Nicole incorporou muito da cultura indígena à sua vida profissional. "Aprendi muito com eles, desde o parto aos cuidados com as crianças, o modo de carregar, a alimentação, a dedicação, até a maneira de me comportar. Mas também ensinamos muitas coisas para eles. A sabedoria indígena é incrível. Tenho uma amizade pessoal com algumas pessoas, com algumas lideranças, participo de rituais. Nem penso em quebrar esse vínculo, pois faria mal para os dois lados", diz a médica.


Saúde Indígena, o sacerdócio da medicina e o SUS


Nicole avalia que a saúde indígena no Brasil, como a atenção básica, sofre com a falta de profissionais. "Os médicos amigos meus e os colegas em geral não se interessam por saúde indígena porque nem imaginam que tem aldeia em São Paulo. Eles se interessam muito por estar próximo das metrópoles, apenas", lamenta.

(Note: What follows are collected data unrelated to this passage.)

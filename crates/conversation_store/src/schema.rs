/// DDL applied on every open. `messages` rows are append-only; insertion
/// order (rowid) is the canonical message order within a conversation.
/// `current_conversation` holds at most one row, replaced wholesale.
pub const SCHEMA_DDL: &str = "\
CREATE TABLE IF NOT EXISTS conversations (
    id         TEXT PRIMARY KEY,
    created_at INTEGER NOT NULL,
    updated_at INTEGER NOT NULL
);
CREATE TABLE IF NOT EXISTS messages (
    id              TEXT PRIMARY KEY,
    conversation_id TEXT NOT NULL REFERENCES conversations(id),
    role            TEXT NOT NULL,
    content         TEXT NOT NULL,
    created_at      INTEGER NOT NULL
);
CREATE TABLE IF NOT EXISTS current_conversation (
    conversation_id TEXT NOT NULL REFERENCES conversations(id)
);
";

#[derive(Debug, Clone, Copy, PartialEq, Eq)]
pub enum Role {
    System,
    User,
    Assistant,
}

impl Role {
    pub fn parse(value: &str) -> Option<Self> {
        Some(match value {
            "system" => Self::System,
            "user" => Self::User,
            "assistant" => Self::Assistant,
            _ => return None,
        })
    }

    pub fn as_str(&self) -> &'static str {
        match self {
            Self::System => "system",
            Self::User => "user",
            Self::Assistant => "assistant",
        }
    }
}

/// A persisted conversation turn. Immutable once written.
#[derive(Debug, Clone, PartialEq, Eq)]
pub struct Message {
    pub id: String,
    pub conversation_id: String,
    pub role: Role,
    pub content: String,
    /// RFC3339 creation timestamp.
    pub created_at: String,
}

#[derive(Debug, Clone, PartialEq, Eq)]
pub struct ConversationSummary {
    pub id: String,
    /// RFC3339 timestamp of the most recent append.
    pub updated_at: String,
}
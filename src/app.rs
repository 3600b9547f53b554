//! Prompt/response orchestration.
//!
//! Decides which provider answers, assembles the effective prompt, wires
//! the streamed response through the fence scanner, and does conversation
//! bookkeeping around the call. Search-mode requests never touch the
//! conversation store.

use std::io::Write;

use chat_api::{ChatApiConfig, ChatClient, ChatRequest, ProviderKind};
use conversation_store::{ConversationStore, Message, Role};
use tracing::debug;

use crate::error::AppError;
use crate::highlight::render_event;
use crate::scanner::FenceScanner;

/// Rendered history beyond this many characters drops oldest turns first.
/// The source behavior was unbounded context stuffing; the cap is a
/// deliberate deviation.
pub const HISTORY_CHAR_BUDGET: usize = 24_000;

const SYSTEM_PROMPT: &str = "You are a helpful assistant answering questions in a terminal. \
Keep answers concise and put code in fenced code blocks with a language tag.";

#[derive(Debug, Clone)]
pub struct RunOptions {
    pub prompt: String,
    pub search: bool,
    pub url: Option<String>,
    pub new_conversation: bool,
}

impl RunOptions {
    fn wants_search(&self) -> bool {
        self.search
            || self
                .url
                .as_deref()
                .is_some_and(|url| !url.trim().is_empty())
    }
}

pub async fn run(options: RunOptions, out: &mut impl Write) -> Result<(), AppError> {
    if options.prompt.trim().is_empty() {
        return Err(AppError::EmptyPrompt);
    }

    if options.wants_search() {
        run_search(options, out).await
    } else {
        run_assistant(options, out).await
    }
}

/// Print stored conversations, most recently updated first. The current
/// conversation is marked with `*`.
pub fn list_conversations(out: &mut impl Write) -> Result<(), AppError> {
    let store = ConversationStore::open_default()?;
    let current = store.current_conversation_id()?;

    for summary in store.list_conversations()? {
        let marker = if current.as_deref() == Some(summary.id.as_str()) {
            '*'
        } else {
            ' '
        };
        writeln!(out, "{marker} {}  {}", summary.id, summary.updated_at)?;
    }

    Ok(())
}

async fn run_search(options: RunOptions, out: &mut impl Write) -> Result<(), AppError> {
    let config = ChatApiConfig::from_env(ProviderKind::Search)?;
    let client = ChatClient::new(config)?;

    let query = search_query(&options.prompt, options.url.as_deref());
    debug!(query = %query, "dispatching web-search request");

    let request = ChatRequest::user(client.config().model.clone(), query);
    stream_response(&client, &request, out).await?;
    Ok(())
}

async fn run_assistant(options: RunOptions, out: &mut impl Write) -> Result<(), AppError> {
    // Credential and storage are both checked before any network activity.
    let config = ChatApiConfig::from_env(ProviderKind::Assistant)?;
    let client = ChatClient::new(config)?;
    let mut store = ConversationStore::open_default()?;

    let conversation_id = resolve_conversation(&mut store, options.new_conversation)?;
    debug!(conversation = %conversation_id, "continuing conversation");

    let history = store.conversation_messages(&conversation_id)?;
    let composite = compose_prompt(&history, &options.prompt);

    store.append_message(Some(&conversation_id), Role::User, &options.prompt, false)?;

    let request = ChatRequest::user(client.config().model.clone(), composite);
    let response = stream_response(&client, &request, out).await?;
    debug!(chars = response.len(), "assistant response complete");

    store.append_message(Some(&conversation_id), Role::Assistant, &response, false)?;
    Ok(())
}

/// Conversation selection policy: a new-conversation request always creates
/// one; otherwise the current pointer is reused when present. A freshly
/// created conversation is seeded with one system turn.
fn resolve_conversation(
    store: &mut ConversationStore,
    create_new: bool,
) -> Result<String, AppError> {
    if !create_new {
        if let Some(id) = store.current_conversation_id()? {
            return Ok(id);
        }
    }

    let id = store.create_conversation()?;
    store.append_message(Some(&id), Role::System, SYSTEM_PROMPT, false)?;
    debug!(conversation = %id, "created conversation");
    Ok(id)
}

fn search_query(prompt: &str, url: Option<&str>) -> String {
    match url.map(str::trim).filter(|url| !url.is_empty()) {
        Some(url) => format!("{prompt} inurl:{url}"),
        None => prompt.to_string(),
    }
}

/// Render history as alternating `role: content` lines and append the new
/// user turn with a trailing `assistant:` cue.
fn compose_prompt(history: &[Message], prompt: &str) -> String {
    let lines: Vec<String> = history
        .iter()
        .map(|message| format!("{}: {}", message.role.as_str(), message.content))
        .collect();

    let mut total: usize = lines.iter().map(|line| line.len() + 1).sum();
    let mut start = 0;
    while total > HISTORY_CHAR_BUDGET && start < lines.len() {
        total -= lines[start].len() + 1;
        start += 1;
    }

    let mut out = String::new();
    for line in &lines[start..] {
        out.push_str(line);
        out.push('\n');
    }
    out.push_str("user: ");
    out.push_str(prompt);
    out.push_str("\nassistant:");
    out
}

/// Drive the provider stream through the scanner and renderer, returning
/// the full response text from the scanner's side channel.
async fn stream_response(
    client: &ChatClient,
    request: &ChatRequest,
    out: &mut impl Write,
) -> Result<String, AppError> {
    let mut scanner = FenceScanner::default();
    let mut write_error: Option<std::io::Error> = None;

    client
        .stream_with_handler(request, |delta| {
            if write_error.is_some() {
                return;
            }
            for event in scanner.feed(delta) {
                if let Err(error) = render_event(&event, out) {
                    write_error = Some(error);
                    return;
                }
            }
            let _ = out.flush();
        })
        .await?;

    if let Some(error) = write_error {
        return Err(error.into());
    }
    if let Some(event) = scanner.finish() {
        render_event(&event, out)?;
    }
    writeln!(out)?;
    out.flush()?;

    Ok(scanner.into_transcript())
}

Para ela é possível reformar a medicina mudando paradigmas. "Os médicos se formam e vão direto cursar as especialidades. Se esquecem de que faltam médicos para atenção básica, generalistas, clínicos gerais, que entendem de tudo um pouco, e também faltam médicos de famílias. Aqui no Brasil as escolas formam muitos especialistas, em detrimento do resto. Na atenção básica, onde conseguimos diagnosticar 80% das questões mais simples, isso também ocorre", avalia.

Apesar dos problemas, a médica confia na medicina e na melhoria substancial do Sistema Único de Saúde (SUS). "Acredito no SUS. Estou tentando contribuir para que funcione. Já fui atendida no SUS por profissionais qualificados e que são os mesmo que trabalham em hospitais particulares. Falta [às pessoas] conhecimento, contato com a realidade fora de sua zona de conforto. A população é diferente em cada classe social. Muitos não sabem o que é o SUS, não sabem qual é a dificuldade de se criar uma família com Bolsa Família. É preciso ampliar conhecimentos, experiências de vida", afirma.